Black Gold: Aboriginals on the Gold Fields of Victoria

Senior Lecturer at University of Ballarat. His book:  “Black Gold: Aboriginals on the Gold Fields Victoria”  is a part of the first history that documents the role of Aboriginal people on the Gold Fields of Victoria during 1850 to 1870. It details their extensive involvement as miners, police, traders, entertainers and activists.

Fred Cahir:  author & winner of the 2008 Alan Martin Award – expert on Victoria’s Aboriginal history


Victorian Aboriginal families figured significantly in the gold epoch, their involvement ranging from passive presence, active discovery, to shunning the goldfields. A great degree of Aboriginal agency shall be highlighted.
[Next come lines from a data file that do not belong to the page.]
pub mod error;
pub mod gemini;
pub mod schema;
pub mod traits;
pub mod util;

pub use error::{AiError, Result};
pub use gemini::Gemini;
pub use schema::StructuredOutput;
pub use traits::{decode_structured, extract, LanguageModel};
pub use util::{extract_json_block, strip_code_blocks, truncate_to_chars};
Striking and consistent evidence is presented which demonstrates that many Aboriginal families remained in the gold areas, participated in gold mining and interacted with non-Indigenous families in a whole range of hitherto neglected ways, whilst maintaining many of their traditional customs.

Di CampbellDianne Campbell MA

 Lawyers, Publicans & Women

Dianne is a legal historian, freelance writer/editor and author – her interests include the history of lawyers and legal practice on the goldfields of Australasia  & the Anglo-Irish in Australia. She has been involved in the management of NFP organisations since 1976 and in 1987 she was appointed Hon. Secretary at the Emerald Community House by the Shire of Sherbrook, Victoria.
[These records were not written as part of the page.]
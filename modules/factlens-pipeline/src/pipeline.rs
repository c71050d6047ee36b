// Search → scrape → summarize → fact-check → classify → persist → publish.

use std::path::PathBuf;
use std::sync::Arc;

use tracing::{info, warn};

use ai_client::Gemini;
use factcheck_client::FactCheckClient;
use factlens_archive::{HttpPageFetcher, SerperSearch};
use factlens_common::{Article, Config, FactStatus};
use notion_client::database_url;

use crate::agents::{
    analysis_summary, AnalysisAgent, AnalysisSummary, FactCheckAgent, Pacing, ScrapeAgent,
    SearchAgent, SummaryAgent, ANALYSIS_FALLBACK_NOTE, SUMMARY_FALLBACK,
};
use crate::notion::NotionPublisher;
use crate::stage_files::{Stage, StageFiles};
use crate::store::ArticleStore;
use crate::traits::{ClaimSearcher, LanguageModel, PageFetcher, WebSearcher};

pub const MAX_RESULTS_LIMIT: usize = 20;

/// Everything a pipeline needs, already constructed.
pub struct PipelineDeps {
    pub searcher: Option<Arc<dyn WebSearcher>>,
    pub fetcher: Arc<dyn PageFetcher>,
    pub llm: Option<Arc<dyn LanguageModel>>,
    pub claims: Option<Arc<dyn ClaimSearcher>>,
    pub notion: Option<NotionPublisher>,
    pub store: ArticleStore,
    pub stage_dir: PathBuf,
    pub pacing: Pacing,
    pub max_content_length: usize,
}

pub struct Pipeline {
    search: Option<SearchAgent>,
    scrape: ScrapeAgent,
    summary: SummaryAgent,
    fact_check: FactCheckAgent,
    analysis: AnalysisAgent,
    notion: Option<NotionPublisher>,
    store: ArticleStore,
    stage_files: StageFiles,
}

impl Pipeline {
    pub fn new(deps: PipelineDeps) -> Self {
        let pacing = deps.pacing;
        Self {
            search: deps.searcher.map(SearchAgent::new),
            scrape: ScrapeAgent::new(deps.fetcher, deps.max_content_length, pacing.between_fetches),
            summary: SummaryAgent::new(deps.llm.clone(), pacing.between_summaries),
            fact_check: FactCheckAgent::new(
                deps.claims,
                pacing.between_claims,
                pacing.between_fact_checks,
            ),
            analysis: AnalysisAgent::new(deps.llm, pacing.between_analyses),
            notion: deps.notion,
            store: deps.store,
            stage_files: StageFiles::new(deps.stage_dir),
        }
    }

    /// Wire real clients from configuration. Missing keys disable their stage.
    pub fn from_config(config: &Config, store: ArticleStore) -> Self {
        let searcher = config
            .serper_api_key
            .as_deref()
            .map(|key| Arc::new(SerperSearch::new(key)) as Arc<dyn WebSearcher>);
        let llm = config.google_api_key.as_deref().map(|key| {
            Arc::new(Gemini::new(key, config.gemini_model.as_str())) as Arc<dyn LanguageModel>
        });
        let claims = config
            .fact_check_api_key
            .as_deref()
            .map(|key| Arc::new(FactCheckClient::new(key)) as Arc<dyn ClaimSearcher>);

        Self::new(PipelineDeps {
            searcher,
            fetcher: Arc::new(HttpPageFetcher::new()),
            llm,
            claims,
            notion: NotionPublisher::from_config(config),
            store,
            stage_dir: config.temp_dir.clone(),
            pacing: Pacing::default(),
            max_content_length: config.max_content_length,
        })
    }

    /// Analyze one topic end to end. Failures degrade individual records,
    /// never the run.
    pub async fn run(&self, topic: &str, max_results: usize) -> RunReport {
        let max_results = max_results.clamp(1, MAX_RESULTS_LIMIT);
        let mut report = RunReport::new(topic);
        info!(topic, max_results, "Run starting");

        // --- Search ---
        let Some(search) = &self.search else {
            warn!("No search API key configured, nothing to analyze");
            return report;
        };
        let urls = search.search(topic, max_results).await;
        report.urls_found = urls.len();
        if urls.is_empty() {
            warn!(topic, "No articles found");
            return report;
        }

        // --- Scrape ---
        let articles = self.scrape.scrape_urls(&urls).await;
        report.scrape_failures = articles.iter().filter(|a| a.scrape_error.is_some()).count();
        self.snapshot(&mut report, Stage::Scraped, &articles);

        // --- Summarize ---
        let articles = self.summary.summarize_articles(articles).await;
        report.summary_failures = articles
            .iter()
            .filter(|a| a.summary == SUMMARY_FALLBACK)
            .count();
        self.snapshot(&mut report, Stage::Summarized, &articles);

        // --- Fact-check ---
        let articles = self.fact_check.check_articles(articles).await;
        report.fact_check_errors = articles
            .iter()
            .flat_map(|a| &a.fact_check_results)
            .filter(|v| v.rating == "Error occurred")
            .count();
        self.snapshot(&mut report, Stage::FactChecked, &articles);

        // --- Classify ---
        let articles = self.analysis.analyze_articles(articles).await;
        report.analysis_failures = articles
            .iter()
            .filter(|a| a.analysis_notes == ANALYSIS_FALLBACK_NOTE)
            .count();
        self.snapshot(&mut report, Stage::Analyzed, &articles);

        // --- Persist ---
        report.saved = self.store.save_articles_batch(&articles).await;
        report.session_id = match self.store.save_analysis_session(topic, &articles).await {
            Ok(id) => Some(id),
            Err(e) => {
                warn!(error = %e, "Failed to save analysis session");
                None
            }
        };

        // --- Publish ---
        if let Some(notion) = self.notion.as_ref().filter(|n| n.is_enabled()) {
            let run_name = format!("{topic} - {}", chrono::Utc::now().format("%Y-%m-%d %H:%M"));
            let outcome = notion.publish_run(&run_name, &articles).await;
            report.published = outcome.published;
            report.notion_database_id = outcome.database_id;
        }

        report.summary = analysis_summary(&articles);
        report.articles = articles;
        info!(topic, articles = report.articles.len(), "Run complete");
        report
    }

    fn snapshot(&self, report: &mut RunReport, stage: Stage, articles: &[Article]) {
        if let Some(path) = self.stage_files.record(stage, articles) {
            report.stage_files.push(path);
        }
    }
}

// ---------------------------------------------------------------------------
// RunReport
// ---------------------------------------------------------------------------

/// Outcome of one run.
#[derive(Debug, Default)]
pub struct RunReport {
    pub topic: String,
    pub urls_found: usize,
    pub scrape_failures: usize,
    pub summary_failures: usize,
    pub fact_check_errors: usize,
    pub analysis_failures: usize,
    pub saved: usize,
    pub session_id: Option<i64>,
    pub published: usize,
    pub notion_database_id: Option<String>,
    pub stage_files: Vec<PathBuf>,
    pub summary: AnalysisSummary,
    pub articles: Vec<Article>,
}

impl RunReport {
    fn new(topic: &str) -> Self {
        Self {
            topic: topic.to_string(),
            ..Default::default()
        }
    }

    pub fn count_status(&self, status: FactStatus) -> usize {
        self.articles
            .iter()
            .filter(|a| a.overall_fact_status == status)
            .count()
    }
}

impl std::fmt::Display for RunReport {
    fn fmt(&self, f: &mut std::fmt::Formatter<'_>) -> std::fmt::Result {
        writeln!(f, "\n=== Analysis Run Complete: {} ===", self.topic)?;
        writeln!(f, "URLs found:         {}", self.urls_found)?;
        writeln!(f, "Articles analyzed:  {}", self.articles.len())?;
        writeln!(f, "Scrape failures:    {}", self.scrape_failures)?;
        writeln!(f, "Summary fallbacks:  {}", self.summary_failures)?;
        writeln!(f, "Fact-check errors:  {}", self.fact_check_errors)?;
        writeln!(f, "Analysis fallbacks: {}", self.analysis_failures)?;
        writeln!(f, "Saved to database:  {}", self.saved)?;
        if let Some(id) = self.session_id {
            writeln!(f, "Session id:         {id}")?;
        }

        writeln!(f, "\nFact status:")?;
        writeln!(f, "  Fact:   {}", self.count_status(FactStatus::Fact))?;
        writeln!(f, "  Myth:   {}", self.count_status(FactStatus::Myth))?;
        writeln!(f, "  Unsure: {}", self.count_status(FactStatus::Unsure))?;

        let used: Vec<_> = self
            .summary
            .by_classification
            .iter()
            .filter(|(_, n)| **n > 0)
            .collect();
        if !used.is_empty() {
            writeln!(f, "\nClassification:")?;
            for (category, n) in used {
                writeln!(f, "  {:<26} {n}", category.as_str())?;
            }
        }

        if !self.articles.is_empty() {
            writeln!(f, "\nArticles:")?;
            for article in &self.articles {
                writeln!(
                    f,
                    "  [{}] {} ({}, credibility {:.2})",
                    article.overall_fact_status,
                    article.title,
                    article.classification,
                    article.credibility_score
                )?;
                writeln!(f, "      {}", article.url)?;
            }
        }

        if let Some(id) = &self.notion_database_id {
            writeln!(f, "\nNotion: {} pages at {}", self.published, database_url(id))?;
        }
        for path in &self.stage_files {
            writeln!(f, "Stage file: {}", path.display())?;
        }
        Ok(())
    }
}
In 1990, Di and her family moved to the provincial city of Ballarat. In 1994, she established the Award winning Central Highlands Waterwatch program whilst project managing creation of Central Highlands Water’s Award winning education materials. Other committee memberships have included: the Board of Life Education Ballarat (1991-1999), Ballarat Theatre Organ Society, and the Back to Invermay Committee.

In 2007, Di joined Marion Parsonage and together they oversaw the expansion of The Act of Kindness Inc. across Victoria, NSW and SA. In keeping with her commitment to the philosophy of life long education, Di is currently a member of the City of Ballarat’s Heritage Advisory Committee; Central Highlands Historical Assn committee; the committee of Victorian Interpretive Projects Inc., and Treasurer, Invermay Local History Association.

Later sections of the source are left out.